D’enseignante au niveau secondaire, elle est passée au secteur primaire en même temps qu’elle commençait ses activités comme représentante syndicale. Bientôt, elle devient vice-présidente de l’Alliance des professeurs de Montréal, puis vice-présidente de la CEQ, pour revenir à l’Alliance comme présidente, et de là à la CEQ comme présidente. 

L’humilité du rôle

Comment voit-elle son rôle de conseillère? « C’est un rôle qu’il faut aborder avec humilité, dit-elle. C’est un privilège que d’être élue. » Selon elle, la conseillère est au service des gens, pour écouter leurs préoccupations. « En même temps, souligne-t-elle, il faut avoir l’humilité de dire qu’on ne connaît pas tout, qu’on ne sait pas tout! » Pour elle, les élus ont l’occasion de contribuer à faire avancer les choses, mais ne peuvent pas tout changer. Selon elle, c’est aussi une fonction qui commande l’intégrité. « On n’est pas là pour faire copain-copain avec un et l’autre ou pour profiter de la situation, on est là pour représenter des gens. »
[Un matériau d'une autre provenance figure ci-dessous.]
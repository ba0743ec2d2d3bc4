//! Protocol error types.

use serial_wire::WireError;
use thiserror::Error;

use crate::opcode::Opcode;

/// Errors that can occur when decoding received events.
#[derive(Error, Debug, Clone, PartialEq, Eq)]
pub enum ProtocolError {
    /// The event is tagged with a different opcode than the requested type.
    ///
    /// `expected` is the opcode of the type the caller asked for. The event
    /// itself is intact; route it to the handler for its own opcode instead
    /// of retrying this decode.
    #[error("invalid opcode {expected}")]
    OpcodeMismatch {
        /// Opcode of the requested payload type.
        expected: Opcode,
    },

    /// The payload bytes do not match the requested type's field layout.
    #[error(transparent)]
    Wire(#[from] WireError),
}
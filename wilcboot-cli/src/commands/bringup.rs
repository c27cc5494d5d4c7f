//! Bring-up command implementation.

use {
    crate::{
        Cli, CliError,
        config::{self, Config},
        serial::select_serial_port,
        use_fancy_output,
    },
    anyhow::{Context, Result},
    clap::Args,
    console::style,
    indicatif::{ProgressBar, ProgressDrawTarget, ProgressStyle},
    log::debug,
    std::{path::PathBuf, time::Duration},
    wilcboot::{
        BringUp, BringupConfig, LineCaps, NativePort, SerialConfig, UartHost,
        port::baud::{DEFAULT_BASE_CLOCK, DEFAULT_LINE_MAX},
        target::{DEFAULT_CHIP_NAME, DEFAULT_FIRMWARE_FILE},
    },
};

/// Options of the `bringup` subcommand.
#[derive(Debug, Args)]
#[allow(clippy::struct_excessive_bools)]
pub(crate) struct BringupArgs {
    /// Firmware image to download.
    #[arg(env = "WILCBOOT_FIRMWARE")]
    pub firmware: Option<PathBuf>,

    /// Rate the boot ROM listens at.
    #[arg(long, value_name = "BAUD")]
    pub bootrom_baud: Option<u32>,

    /// Rate used while downloading.
    #[arg(long, value_name = "BAUD")]
    pub download_baud: Option<u32>,

    /// Rate once the firmware runs.
    #[arg(long, value_name = "BAUD", env = "WILCBOOT_BAUD")]
    pub operational_baud: Option<u32>,

    /// Enable RTS/CTS flow control at the operational rate.
    #[arg(long)]
    pub flow_control: bool,

    /// Device address to program (12 hex digits, ':' separators allowed).
    #[arg(long, value_name = "HEX", env = "WILCBOOT_ADDRESS")]
    pub address: Option<String>,

    /// Read and print the controller's own address.
    #[arg(long)]
    pub read_address: bool,

    /// Firmware was placed by another path; only switch rates.
    #[arg(long)]
    pub external_download: bool,

    /// Override the chip's settlement delay after download.
    #[arg(long, value_name = "MS")]
    pub settle_ms: Option<u64>,

    /// Chip name (e.g. AT-WILC3000, BCM43241).
    #[arg(long, value_name = "NAME", env = "WILCBOOT_CHIP")]
    pub chip: Option<String>,

    /// Highest native rate of the host UART.
    #[arg(long, value_name = "BAUD")]
    pub line_max: Option<u32>,

    /// Base clock of the host UART in Hz.
    #[arg(long, value_name = "HZ")]
    pub base_clock: Option<u32>,
}

/// Combine arguments, configuration and defaults.
pub(crate) fn resolve(args: &BringupArgs, config: &Config) -> Result<BringupConfig> {
    let serial = &config.serial;
    let firmware = &config.firmware;
    let device = &config.device;

    let firmware_path = args
        .firmware
        .clone()
        .or_else(|| {
            firmware
                .path
                .clone()
        })
        .unwrap_or_else(|| PathBuf::from(DEFAULT_FIRMWARE_FILE));

    let device_address = match &args.address {
        Some(text) => Some(config::parse_address(text)?),
        None => config.device_address()?,
    };

    let line = LineCaps {
        line_max: args
            .line_max
            .or(serial.line_max)
            .unwrap_or(DEFAULT_LINE_MAX),
        base_clock: args
            .base_clock
            .or(serial.base_clock)
            .unwrap_or(DEFAULT_BASE_CLOCK),
    };

    let chip = args
        .chip
        .clone()
        .or_else(|| {
            device
                .chip
                .clone()
        })
        .unwrap_or_else(|| DEFAULT_CHIP_NAME.to_string());

    Ok(BringupConfig::new(firmware_path)
        .with_bootrom_baud(config::bootrom_baud(
            args.bootrom_baud
                .or(serial.bootrom_baud),
        ))
        .with_download_baud(config::download_baud(
            args.download_baud
                .or(serial.download_baud),
        ))
        .with_operational_baud(config::operational_baud(
            args.operational_baud
                .or(serial.operational_baud),
        ))
        .with_flow_control(args.flow_control || serial.flow_control == Some(true))
        .with_line_caps(line)
        .with_device_address(device_address)
        .with_read_controller_address(args.read_address || device.read_address == Some(true))
        .with_external_download(
            args.external_download || firmware.external_download == Some(true),
        )
        .with_settlement_delay(
            args.settle_ms
                .or(firmware.settle_ms)
                .map(Duration::from_millis),
        )
        .with_chip_name(chip))
}

/// Bring-up command implementation.
pub(crate) fn cmd_bringup(cli: &Cli, config: &Config, args: &BringupArgs) -> Result<()> {
    let bringup = resolve(args, config)?;

    if bringup.download_over_uart && !bringup.firmware_path.is_file() {
        return Err(CliError::Usage(format!(
            "Firmware image {} not found",
            bringup
                .firmware_path
                .display()
        ))
        .into());
    }

    let port_name = select_serial_port(cli.port.as_deref(), config)?;
    if !cli.quiet {
        eprintln!(
            "{} Using port {} at {} baud",
            style("🔌").cyan(),
            style(&port_name).green(),
            bringup.bootrom_baud
        );
        if bringup.download_over_uart {
            eprintln!(
                "{} Firmware {}",
                style("📦").cyan(),
                bringup
                    .firmware_path
                    .display()
            );
        }
    }

    let port = NativePort::open(&SerialConfig::new(&port_name, bringup.bootrom_baud))
        .map_err(|e| CliError::Device(format!("Failed to open {port_name}: {e}")))?;

    let pb = if cli.quiet || !use_fancy_output() || !bringup.download_over_uart {
        ProgressBar::hidden()
    } else {
        let pb = ProgressBar::new(0);
        #[allow(clippy::unwrap_used)] // Static template string
        pb.set_style(
            ProgressStyle::default_bar()
                .template(
                    "{spinner:.green} [{elapsed_precise}] [{bar:40.cyan/blue}] {bytes}/{total_bytes} {msg}",
                )
                .unwrap()
                .progress_chars("#>-"),
        );
        pb.set_draw_target(ProgressDrawTarget::stderr());
        pb.set_message("Downloading");
        pb
    };

    let progress = pb.clone();
    let host = UartHost::new(port).with_progress(move |transferred, total| {
        progress.set_length(total);
        progress.set_position(transferred);
    });

    let chip = bringup
        .chip_name
        .clone();
    debug!("Bring-up configuration: {bringup:?}");

    let mut engine = BringUp::new(host);
    let result = engine.run(bringup);
    pb.finish_and_clear();
    result.with_context(|| format!("Bring-up of {chip} on {port_name} failed"))?;

    if !cli.quiet {
        eprintln!(
            "\n{} {chip} is up at {} baud",
            style("🎉").green().bold(),
            engine
                .platform()
                .line_rate()
        );
    }

    Ok(())
}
Lorraine Pagé croit avoir appris de l’enseignement la capacité d’écoute. « J’ai aussi appris par mes fonctions syndicales les exigences du mandat de représentation. Je pense que ce mariage va certainement m’aider dans l’accomplissement de mes fonctions. » Fonctions qu’elle estime, par ailleurs, complexes, en ayant pris la mesure depuis la courte période de temps où elle a été élue. « Les questions ne sont pas simples, dit-elle.On a parfois à gérer des attentes différentes chez nos électeurs », dit-elle.  Elle fait valoir que ce sont parfois des attentes contradictoires. « Il faut prendre le temps de bien expliquer les enjeux, et ce qui est mieux pour le bien commun… Pourquoi telle solution est plus respectueuse du bien commun… », précise-t-elle.

Une bonne équipe

Pour Lorraine Pagé, l’arrondissement d’Ahuntsic-Cartierville est un arrondissement dont on peut être fiers« C’est un bel environnement où il y a beaucoup de parcs, d’espaces verts, de verdure, incluant les berges de la rivière. Il faut tabler sur nos forces! », croit-elle.

Elle constate par ailleurs que les conseillers bénéficient d’une excellente équipe de soutien à l’arrondissement. « Ça nous simplifie beaucoup la vie, dit-elle. Elle se fait déjà un devoir de répondre à tous ses courriels, ses coups de fil. « Quand j’étais présidente de la CEQ, dit-elle, je répondais à tout mon courrier », souligne-t-elle. « C’est certain que les gens sont contents si on répond à leur demande, mais le plus important c’est d’abord de leur répondre.

Si le travail qu’elle fera comme conseillère contribuera à rendre encore plus intéressant l’arrondissement pour les résidants, elle pourra se dire que son mandat a été utile!, croit-elle. Mais par rapport à la Ville de Montréal, elle est d’avis qu’il faut impérativement rompre avec le passé. « On sort d’une tourmente qui a duré trop longtemps! On était presque gênés de dire qu’on était Montréalais », lance-t-elle. 

Selon elle, il faut dorénavant une administration compétente, efficace et intègre pour Montréal, en même temps qu’il faut remettre Montréal en mouvement aux plans de l’économie, du développement social, et des transports. « Il faut que Montréal  entre au XXIe siècle de plain-pied », dit Lorraine Pagé. Et son histoire de vie peut certainement contribuer à réaliser ce souhait.